Thursday, March 20, 2014

Letters from the Treadmill:
Girl Holding on for Dear Life

Ever since college, I’ve worked out in the morning. That’s right; I’m one of those people.

During the winter, Monday through Friday, I get to the gym around, oh roughly 5:42 AM (give or take a few seconds). What’s nice about my rigid morning routine is that there’s not a second wasted. The downside, however, is that I don’t schedule in any time for chatting, community building, or amicability in general.

It’s usually fine because no one in there before 6 is there to make friends anyway. But sometimes, just sometimes, I wish I would factor in a few minutes here and there for some discussion with my fellow pre-dawn gym-goers.

Why? Because some of them do some pretty peculiar stuff and I really would just like to ask them a few questions. But because I refuse to set my alarm for one minute earlier than 5:17, this really isn’t possible. So instead, I have decided to start a new mini-series directed to these folks in hopes that somehow, someway, my fellow early risers will read this.

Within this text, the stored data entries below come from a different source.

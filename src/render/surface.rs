use std::ops::Range;

use anyhow::{anyhow, Result};
use plotters::coord::CoordTranslate;
use plotters::prelude::*;

use crate::color::{ColorMapKind, ScalarColorMap};
use crate::data::model::{PlotData, SurfaceKind};
use crate::data::stats::finite_range;

/// Appearance shared by both surface views.
#[derive(Debug, Clone, Copy, PartialEq)]
pub struct SurfaceStyle {
    pub color_map: ColorMapKind,
    pub alpha: f32,
    pub show_surface: bool,
    pub show_points: bool,
    pub point_radius: u32,
    /// Fixed Z range for axes and colours; `None` fits the surface itself.
    pub z_range: Option<(f64, f64)>,
}

/// Orbit camera, in radians.
#[derive(Debug, Clone, Copy, PartialEq)]
pub struct Camera {
    pub pitch: f32,
    pub yaw: f32,
}

/// Render one triangulated surface with its scatter overlay.
/// Returns an RGBA pixel buffer suitable for egui texture loading.
///
/// Axes: X to the right, the surface value upwards, Y into the screen.
pub fn render_surface(
    data: &PlotData,
    kind: SurfaceKind,
    style: &SurfaceStyle,
    camera: Camera,
    (width, height): (u32, u32),
) -> Result<Vec<u8>> {
    let z = data.z(kind);
    let (z_lo, z_hi) = style
        .z_range
        .or_else(|| finite_range(z))
        .unwrap_or((0.0, 1.0));
    let colors = ScalarColorMap::new(style.color_map, z_lo, z_hi);

    let mut rgb_buf = vec![0u8; (width * height * 3) as usize];
    {
        let root = BitMapBackend::with_buffer(&mut rgb_buf, (width, height)).into_drawing_area();
        root.fill(&WHITE).map_err(draw_err)?;

        let mut chart = ChartBuilder::on(&root)
            .caption(kind.title(), ("sans-serif", 22).into_font())
            .margin(10)
            .build_cartesian_3d(
                axis_range(finite_range(&data.x)),
                axis_range(Some((z_lo, z_hi))),
                axis_range(finite_range(&data.y)),
            )
            .map_err(draw_err)?;

        chart.with_projection(|mut pb| {
            pb.pitch = camera.pitch as f64;
            pb.yaw = camera.yaw as f64;
            pb.scale = 0.85;
            pb.into_matrix()
        });

        chart
            .configure_axes()
            .label_style(("sans-serif", 12).into_font())
            .bold_grid_style(RGBColor(200, 200, 200))
            .light_grid_style(RGBColor(235, 235, 235))
            .x_labels(5)
            .y_labels(5)
            .z_labels(5)
            .draw()
            .map_err(draw_err)?;

        if style.show_surface && !data.triangles.is_empty() {
            // Screen row of each triangle's footprint, for back-to-front drawing.
            let base = (z_lo + z_hi) / 2.0;
            let keys: Vec<i32> = {
                let coord = chart.as_coord_spec();
                data.triangles
                    .iter()
                    .map(|t| {
                        let cx = t.iter().map(|&i| data.x[i]).sum::<f64>() / 3.0;
                        let cy = t.iter().map(|&i| data.y[i]).sum::<f64>() / 3.0;
                        coord.translate(&(cx, base, cy)).1
                    })
                    .collect()
            };

            let alpha = style.alpha.clamp(0.0, 1.0) as f64;
            let polygons = draw_order(&keys, camera.pitch).into_iter().filter_map(|ti| {
                let t = data.triangles[ti];
                let mean = t.iter().map(|&i| z[i]).sum::<f64>() / 3.0;
                if !mean.is_finite() {
                    return None;
                }
                let color = to_rgb(colors.color_for(mean));
                let vertices: Vec<(f64, f64, f64)> =
                    t.iter().map(|&i| (data.x[i], z[i], data.y[i])).collect();
                Some(Polygon::new(vertices, color.mix(alpha).filled()))
            });
            chart.draw_series(polygons).map_err(draw_err)?;
        }

        if style.show_points {
            let points = data
                .triples(kind)
                .into_iter()
                .filter(|(x, y, z)| x.is_finite() && y.is_finite() && z.is_finite())
                .map(|(x, y, z)| {
                    let color = to_rgb(colors.color_for(z));
                    Circle::new((x, z, y), style.point_radius, color.filled())
                });
            chart.draw_series(points).map_err(draw_err)?;
        }

        root.present().map_err(draw_err)?;
    }

    Ok(rgb_to_rgba(&rgb_buf))
}

fn draw_err<E: std::fmt::Debug>(e: E) -> anyhow::Error {
    anyhow!("drawing surface: {e:?}")
}

fn to_rgb(c: eframe::egui::Color32) -> RGBColor {
    RGBColor(c.r(), c.g(), c.b())
}

/// Axis range with a unit-wide fallback for flat or missing data.
fn axis_range(range: Option<(f64, f64)>) -> Range<f64> {
    match range {
        Some((lo, hi)) if hi > lo => lo..hi,
        Some((v, _)) => (v - 0.5)..(v + 0.5),
        None => 0.0..1.0,
    }
}

/// Order in which to paint triangles given their footprint's screen row.
///
/// Seen from above, rows nearer the top of the image are farther away, so
/// they go first; seen from below the order flips. Ties keep input order.
fn draw_order(screen_rows: &[i32], pitch: f32) -> Vec<usize> {
    let mut order: Vec<usize> = (0..screen_rows.len()).collect();
    if pitch >= 0.0 {
        order.sort_by_key(|&i| screen_rows[i]);
    } else {
        order.sort_by_key(|&i| std::cmp::Reverse(screen_rows[i]));
    }
    order
}

fn rgb_to_rgba(rgb: &[u8]) -> Vec<u8> {
    let mut rgba = Vec::with_capacity(rgb.len() / 3 * 4);
    for pixel in rgb.chunks_exact(3) {
        rgba.extend_from_slice(pixel);
        rgba.push(255);
    }
    rgba
}

#[cfg(test)]
mod tests {
    use super::*;

    #[test]
    fn test_draw_order_paints_far_rows_first() {
        let rows = [40, 10, 25, 10];
        assert_eq!(draw_order(&rows, 0.4), vec![1, 3, 2, 0]);
        assert_eq!(draw_order(&rows, -0.4), vec![0, 2, 1, 3]);
        assert!(draw_order(&[], 0.0).is_empty());
    }

    #[test]
    fn test_axis_range_fallbacks() {
        assert_eq!(axis_range(Some((-2.0, 3.0))), -2.0..3.0);
        assert_eq!(axis_range(Some((4.0, 4.0))), 3.5..4.5);
        assert_eq!(axis_range(None), 0.0..1.0);
    }

    fn sample_data() -> PlotData {
        let x = vec![0.0, 1.0, 0.0, 1.0, 0.5];
        let y = vec![0.0, 0.0, 1.0, 1.0, 0.4];
        let points: Vec<[f64; 2]> = x.iter().zip(&y).map(|(&a, &b)| [a, b]).collect();
        PlotData {
            triangles: crate::data::triangulation::triangulate(&points),
            x,
            y,
            z_actual: vec![1.0, 2.0, 3.0, 4.0, 2.5],
            z_predicted: vec![1.1, f64::NAN, 2.9, 4.2, 2.4],
        }
    }

    fn style() -> SurfaceStyle {
        SurfaceStyle {
            color_map: ColorMapKind::Viridis,
            alpha: 0.3,
            show_surface: true,
            show_points: true,
            point_radius: 3,
            z_range: None,
        }
    }

    #[test]
    fn test_render_surface_fills_rgba_buffer() {
        let data = sample_data();
        let camera = Camera {
            pitch: 0.35,
            yaw: 0.75,
        };
        for kind in [SurfaceKind::Predicted, SurfaceKind::Actual] {
            let rgba = render_surface(&data, kind, &style(), camera, (200, 150)).unwrap();
            assert_eq!(rgba.len(), 200 * 150 * 4);
            assert!(rgba.chunks_exact(4).all(|p| p[3] == 255));
            assert!(rgba.chunks_exact(4).any(|p| p[..3] != [255, 255, 255]));
        }
    }

    #[test]
    fn test_render_surface_handles_flat_and_pointless_data() {
        let mut data = sample_data();
        data.z_actual = vec![2.0; 5];
        data.triangles.clear();
        let camera = Camera {
            pitch: -0.5,
            yaw: 3.0,
        };
        let rgba = render_surface(&data, SurfaceKind::Actual, &style(), camera, (240, 160)).unwrap();
        assert_eq!(rgba.len(), 240 * 160 * 4);
    }

    #[test]
    fn test_rgb_to_rgba() {
        assert_eq!(rgb_to_rgba(&[1, 2, 3, 4, 5, 6]), vec![1, 2, 3, 255, 4, 5, 6, 255]);
    }
}
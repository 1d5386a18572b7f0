use std::path::{Path, PathBuf};

use eframe::egui::{TextureHandle, Vec2};

use crate::color::ColorMapKind;
use crate::config;
use crate::data::loader::load_dataset;
use crate::data::model::{PlotData, SurfaceKind};
use crate::data::stats::{finite_range, ErrorSummary};
use crate::render::surface::{Camera, SurfaceStyle};

// ---------------------------------------------------------------------------
// Views
// ---------------------------------------------------------------------------

#[derive(Debug, Clone, Copy, PartialEq, Eq)]
pub enum View {
    Scatter,
    Predicted,
    Actual,
    SideBySide,
    Table,
}

impl View {
    pub const ALL: [View; 5] = [
        View::Scatter,
        View::Predicted,
        View::Actual,
        View::SideBySide,
        View::Table,
    ];

    pub fn label(self) -> &'static str {
        match self {
            View::Scatter => "Scatter",
            View::Predicted => "Predicted",
            View::Actual => "Actual",
            View::SideBySide => "Side by side",
            View::Table => "Table",
        }
    }
}

// ---------------------------------------------------------------------------
// Texture cache
// ---------------------------------------------------------------------------

/// Everything a rendered surface depends on.
#[derive(Debug, Clone, Copy, PartialEq)]
pub struct RenderKey {
    pub generation: u64,
    pub style: SurfaceStyle,
    pub camera: Camera,
    pub size: (u32, u32),
}

pub struct CachedTexture {
    pub key: RenderKey,
    pub handle: TextureHandle,
}

// ---------------------------------------------------------------------------
// Application state
// ---------------------------------------------------------------------------

/// The full UI state, independent of rendering.
pub struct AppState {
    /// Directory the three CSV files are read from.
    pub data_dir: PathBuf,

    /// Loaded data (None only if every load so far has failed).
    pub data: Option<PlotData>,

    /// Bumped on every successful load so cached textures go stale.
    pub generation: u64,

    /// Predicted-vs-actual metrics for the loaded data.
    pub summary: Option<ErrorSummary>,

    pub view: View,
    pub color_map: ColorMapKind,
    pub surface_alpha: f32,
    pub show_surface: bool,
    pub show_points: bool,

    /// Give both surfaces one Z axis and colour scale.
    pub shared_z_scale: bool,

    /// Shared by the predicted and actual views.
    pub camera: Camera,

    /// Rendered surfaces, indexed by [`texture_slot`].
    pub textures: [Option<CachedTexture>; 2],

    /// Status / error message shown in the UI.
    pub status_message: Option<String>,
}

impl AppState {
    pub fn new(data_dir: PathBuf) -> Self {
        Self {
            data_dir,
            data: None,
            generation: 0,
            summary: None,
            view: View::Scatter,
            color_map: config::DEFAULT_COLOR_MAP,
            surface_alpha: config::DEFAULT_SURFACE_ALPHA,
            show_surface: true,
            show_points: true,
            shared_z_scale: false,
            camera: Camera {
                pitch: config::DEFAULT_PITCH,
                yaw: config::DEFAULT_YAW,
            },
            textures: [None, None],
            status_message: None,
        }
    }

    /// Ingest newly loaded data and invalidate rendered surfaces.
    pub fn set_data(&mut self, data: PlotData) {
        self.summary = Some(data.error_summary());
        self.data = Some(data);
        self.generation += 1;
        self.textures = [None, None];
        self.status_message = None;
    }

    /// Load from `dir`; on failure keep the current data and report the error.
    pub fn load_from(&mut self, dir: &Path) {
        match load_dataset(dir) {
            Ok(data) => {
                self.data_dir = dir.to_path_buf();
                self.set_data(data);
            }
            Err(e) => {
                log::error!("Failed to load {}: {e:#}", dir.display());
                self.status_message = Some(format!("Error: {e:#}"));
            }
        }
    }

    pub fn reload(&mut self) {
        let dir = self.data_dir.clone();
        self.load_from(&dir);
    }

    /// Style for the surface views, resolving the shared Z scale.
    pub fn surface_style(&self) -> SurfaceStyle {
        let z_range = if self.shared_z_scale {
            self.data.as_ref().and_then(|d| {
                let mut both = d.z_actual.clone();
                both.extend_from_slice(&d.z_predicted);
                finite_range(&both)
            })
        } else {
            None
        };
        SurfaceStyle {
            color_map: self.color_map,
            alpha: self.surface_alpha,
            show_surface: self.show_surface,
            show_points: self.show_points,
            point_radius: config::SURFACE_POINT_RADIUS,
            z_range,
        }
    }

    /// Orbit the camera by a drag of `delta` pixels.
    pub fn rotate(&mut self, delta: Vec2) {
        let (lo, hi) = config::PITCH_RANGE;
        self.camera.yaw = wrap_angle(self.camera.yaw - delta.x * config::DRAG_SENSITIVITY);
        self.camera.pitch =
            (self.camera.pitch + delta.y * config::DRAG_SENSITIVITY).clamp(lo, hi);
    }

    pub fn reset_camera(&mut self) {
        self.camera = Camera {
            pitch: config::DEFAULT_PITCH,
            yaw: config::DEFAULT_YAW,
        };
    }

    /// Texture for `kind` if it was rendered with exactly `key`.
    pub fn cached_texture(&self, kind: SurfaceKind, key: &RenderKey) -> Option<TextureHandle> {
        self.textures[texture_slot(kind)]
            .as_ref()
            .filter(|c| c.key == *key)
            .map(|c| c.handle.clone())
    }
}

pub fn texture_slot(kind: SurfaceKind) -> usize {
    match kind {
        SurfaceKind::Predicted => 0,
        SurfaceKind::Actual => 1,
    }
}

/// Wrap into `(-π, π]`.
fn wrap_angle(a: f32) -> f32 {
    use std::f32::consts::PI;
    let wrapped = (a + PI).rem_euclid(2.0 * PI) - PI;
    if wrapped <= -PI {
        wrapped + 2.0 * PI
    } else {
        wrapped
    }
}

#[cfg(test)]
mod tests {
    use super::*;
    use crate::data::model::NumericTable;

    fn sample_data() -> PlotData {
        let coords = NumericTable::from_rows(vec![
            vec![0.0, 0.0],
            vec![1.0, 0.0],
            vec![0.0, 1.0],
        ])
        .unwrap();
        let actual = NumericTable::from_rows(vec![vec![1.0], vec![2.0], vec![3.0]]).unwrap();
        let predicted = NumericTable::from_rows(vec![vec![-4.0], vec![2.0], vec![9.0]]).unwrap();
        PlotData::from_tables(&coords, &actual, &predicted).unwrap()
    }

    #[test]
    fn test_set_data_bumps_generation_and_summary() {
        let mut state = AppState::new(PathBuf::from("."));
        state.status_message = Some("old error".into());
        state.set_data(sample_data());
        assert_eq!(state.generation, 1);
        assert_eq!(state.summary.unwrap().count, 3);
        assert!(state.status_message.is_none());
        state.set_data(sample_data());
        assert_eq!(state.generation, 2);
    }

    #[test]
    fn test_shared_z_scale_spans_both_surfaces() {
        let mut state = AppState::new(PathBuf::from("."));
        state.set_data(sample_data());
        assert_eq!(state.surface_style().z_range, None);
        state.shared_z_scale = true;
        assert_eq!(state.surface_style().z_range, Some((-4.0, 9.0)));
    }

    #[test]
    fn test_failed_load_keeps_previous_data() {
        let mut state = AppState::new(PathBuf::from("."));
        state.set_data(sample_data());
        let missing = std::env::temp_dir().join("fit-viewer-no-such-dir");
        state.load_from(&missing);
        assert!(state.data.is_some());
        assert_eq!(state.generation, 1);
        assert_eq!(state.data_dir, PathBuf::from("."));
        assert!(state.status_message.as_deref().unwrap_or("").starts_with("Error:"));
    }

    #[test]
    fn test_rotate_clamps_pitch_and_wraps_yaw() {
        let mut state = AppState::new(PathBuf::from("."));
        state.rotate(Vec2::new(0.0, 10_000.0));
        assert_eq!(state.camera.pitch, config::PITCH_RANGE.1);
        state.rotate(Vec2::new(-10_000.0, 0.0));
        assert!(state.camera.yaw > -std::f32::consts::PI);
        assert!(state.camera.yaw <= std::f32::consts::PI);
        state.reset_camera();
        assert_eq!(state.camera.pitch, config::DEFAULT_PITCH);
    }
}
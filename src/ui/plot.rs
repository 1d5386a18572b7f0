use eframe::egui::{self, Color32, ColorImage, Sense, TextureOptions, Ui};
use egui_plot::{Plot, PlotPoints, Points};

use crate::config;
use crate::data::model::SurfaceKind;
use crate::render::surface::render_surface;
use crate::state::{texture_slot, AppState, CachedTexture, RenderKey};

// ---------------------------------------------------------------------------
// 2-D scatter of the (X, Y) coordinates
// ---------------------------------------------------------------------------

pub fn scatter_plot(ui: &mut Ui, state: &AppState) {
    let Some(data) = state.data.as_ref().filter(|d| !d.is_empty()) else {
        no_data(ui);
        return;
    };

    let points: PlotPoints = data.scatter_points().into();

    Plot::new("scatter_plot")
        .x_axis_label("X")
        .y_axis_label("Y")
        .allow_boxed_zoom(true)
        .allow_drag(true)
        .allow_scroll(true)
        .allow_zoom(true)
        .show(ui, |plot_ui| {
            plot_ui.points(
                Points::new(points)
                    .name("data")
                    .color(Color32::from_rgb(31, 119, 180))
                    .radius(config::SCATTER_RADIUS),
            );
        });
}

// ---------------------------------------------------------------------------
// 3-D surfaces
// ---------------------------------------------------------------------------

/// Single surface filling the panel.
pub fn surface_view(ui: &mut Ui, state: &mut AppState, kind: SurfaceKind) {
    camera_controls(ui, state);
    let size = ui.available_size();
    surface_image(ui, state, kind, size);
}

/// Predicted and actual next to each other, sharing the camera.
pub fn side_by_side(ui: &mut Ui, state: &mut AppState) {
    camera_controls(ui, state);
    let avail = ui.available_size();
    let size = egui::vec2((avail.x - ui.spacing().item_spacing.x) / 2.0, avail.y);
    ui.horizontal_top(|ui: &mut Ui| {
        surface_image(ui, state, SurfaceKind::Predicted, size);
        surface_image(ui, state, SurfaceKind::Actual, size);
    });
}

fn camera_controls(ui: &mut Ui, state: &mut AppState) {
    ui.horizontal(|ui: &mut Ui| {
        let (lo, hi) = config::PITCH_RANGE;
        ui.label("Pitch:");
        ui.add(egui::Slider::new(&mut state.camera.pitch, lo..=hi).step_by(0.01));
        ui.label("Yaw:");
        ui.add(
            egui::Slider::new(
                &mut state.camera.yaw,
                -std::f32::consts::PI..=std::f32::consts::PI,
            )
            .step_by(0.01),
        );
        if ui.button("Reset view").clicked() {
            state.reset_camera();
        }
        ui.weak("drag the plot to rotate");
    });
    ui.add_space(4.0);
}

/// Draw one surface into `size`, re-rendering only when its inputs changed.
fn surface_image(ui: &mut Ui, state: &mut AppState, kind: SurfaceKind, size: egui::Vec2) {
    let Some(data) = state.data.as_ref().filter(|d| !d.is_empty()) else {
        no_data(ui);
        return;
    };

    let pixels_per_point = ui.ctx().pixels_per_point();
    let key = RenderKey {
        generation: state.generation,
        style: state.surface_style(),
        camera: state.camera,
        size: texture_size(size, pixels_per_point),
    };

    let handle = match state.cached_texture(kind, &key) {
        Some(handle) => handle,
        None => {
            log::debug!("rendering {} surface at {:?}", kind.title(), key.size);
            match render_surface(data, kind, &key.style, key.camera, key.size) {
                Ok(rgba) => {
                    let image = ColorImage::from_rgba_unmultiplied(
                        [key.size.0 as usize, key.size.1 as usize],
                        &rgba,
                    );
                    let handle = ui.ctx().load_texture(
                        format!("surface_{}", kind.title()),
                        image,
                        TextureOptions::LINEAR,
                    );
                    state.textures[texture_slot(kind)] = Some(CachedTexture {
                        key,
                        handle: handle.clone(),
                    });
                    handle
                }
                Err(e) => {
                    log::error!("Failed to render {} surface: {e:#}", kind.title());
                    state.status_message = Some(format!("Error: {e:#}"));
                    ui.label(format!("Could not render the {} surface.", kind.title()));
                    return;
                }
            }
        }
    };

    let shown = display_size(key.size, pixels_per_point);
    let response = ui.add(
        egui::Image::new(egui::load::SizedTexture::new(handle.id(), shown))
            .sense(Sense::click_and_drag()),
    );
    if response.dragged() {
        state.rotate(response.drag_delta());
    }
    if response.double_clicked() {
        state.reset_camera();
    }
}

/// Texture size in physical pixels for a panel of `avail` points, snapped
/// to 8 px so small layout jitter does not trigger a redraw.
fn texture_size(avail: egui::Vec2, pixels_per_point: f32) -> (u32, u32) {
    let avail = avail * pixels_per_point;
    let snap = |v: f32, lo: u32, hi: u32| {
        let v = if v.is_finite() { v.max(0.0) as u32 } else { lo };
        (v / 8 * 8).clamp(lo, hi)
    };
    (
        snap(avail.x, config::MIN_TEXTURE_SIZE[0], config::MAX_TEXTURE_SIZE[0]),
        snap(avail.y, config::MIN_TEXTURE_SIZE[1], config::MAX_TEXTURE_SIZE[1]),
    )
}

/// Size in points at which a texture of `pixels` maps one texel per pixel.
fn display_size(pixels: (u32, u32), pixels_per_point: f32) -> egui::Vec2 {
    egui::vec2(pixels.0 as f32, pixels.1 as f32) / pixels_per_point.max(f32::EPSILON)
}

pub fn no_data(ui: &mut Ui) {
    ui.centered_and_justified(|ui: &mut Ui| {
        ui.heading("Open a data folder to plot  (File → Open folder…)");
    });
}

#[cfg(test)]
mod tests {
    use super::*;

    #[test]
    fn test_texture_size_snaps_and_clamps() {
        assert_eq!(texture_size(egui::vec2(803.7, 601.0), 1.0), (800, 600));
        assert_eq!(texture_size(egui::vec2(10.0, 10.0), 1.0), (200, 150));
        assert_eq!(texture_size(egui::vec2(5000.0, f32::INFINITY), 1.0), (3200, 150));
    }

    #[test]
    fn test_hidpi_texture_is_one_texel_per_pixel() {
        let size = texture_size(egui::vec2(400.0, 300.0), 2.0);
        assert_eq!(size, (800, 600));
        assert_eq!(display_size(size, 2.0), egui::vec2(400.0, 300.0));
        assert_eq!(display_size((640, 480), 1.0), egui::vec2(640.0, 480.0));
    }
}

And maybe then I can get some answers.

Dear Girl Holding on for Dear Life,

When I arrive every morning, you without fail are already there on the treadmill sprinting at an extraordinary speed. But it’s not your speed that confuses me, Girl Holding on for Dear Life; what confuses me is that you’re moving at that pace with both arms stretched out straight in front of you, hands firmly gripping the machine.

You can understand my confusion I’m sure, because most people opt for the more conventional “I Enjoy the Advantages of the Ball-And-Socket Joint Configuration” running form. In fact, most people I’ve talked to consider arm movement an asset.

I have several theories, of course. My first is that you are genuinely worried that if you don’t hold on, you will go shooting off the back of the machine. And I don’t blame you; you're going pretty fast. Momentum is no friend of yours.

But you’re here every morning, which makes me think that you are in reasonable shape and not in any more danger of being flung off than the guy next to you who is in audible agony. (He, on the other hand, maybe should slow down.)

So my only other guess is that you are involved in a stroller-walking competition, which obviously would require being able to run at very high speeds with your arms stretched in front of you. And I get it; the rivalry between mothers can be intense now days. I’ve seen things get physical over a pot roast; I can only imagine what happens when you throw children into the mix. You need to train and it’s much too cold to be zooming on the lakefront with your baby, which is why I am assuming that you’re here.

So my question for you, Girl Holding on for Dear Life, is where do you put your baby during these cold training months? Surely he needs the practice too. Hope to hear from you soon.


It's Thursday!
And tomorrow, we dance.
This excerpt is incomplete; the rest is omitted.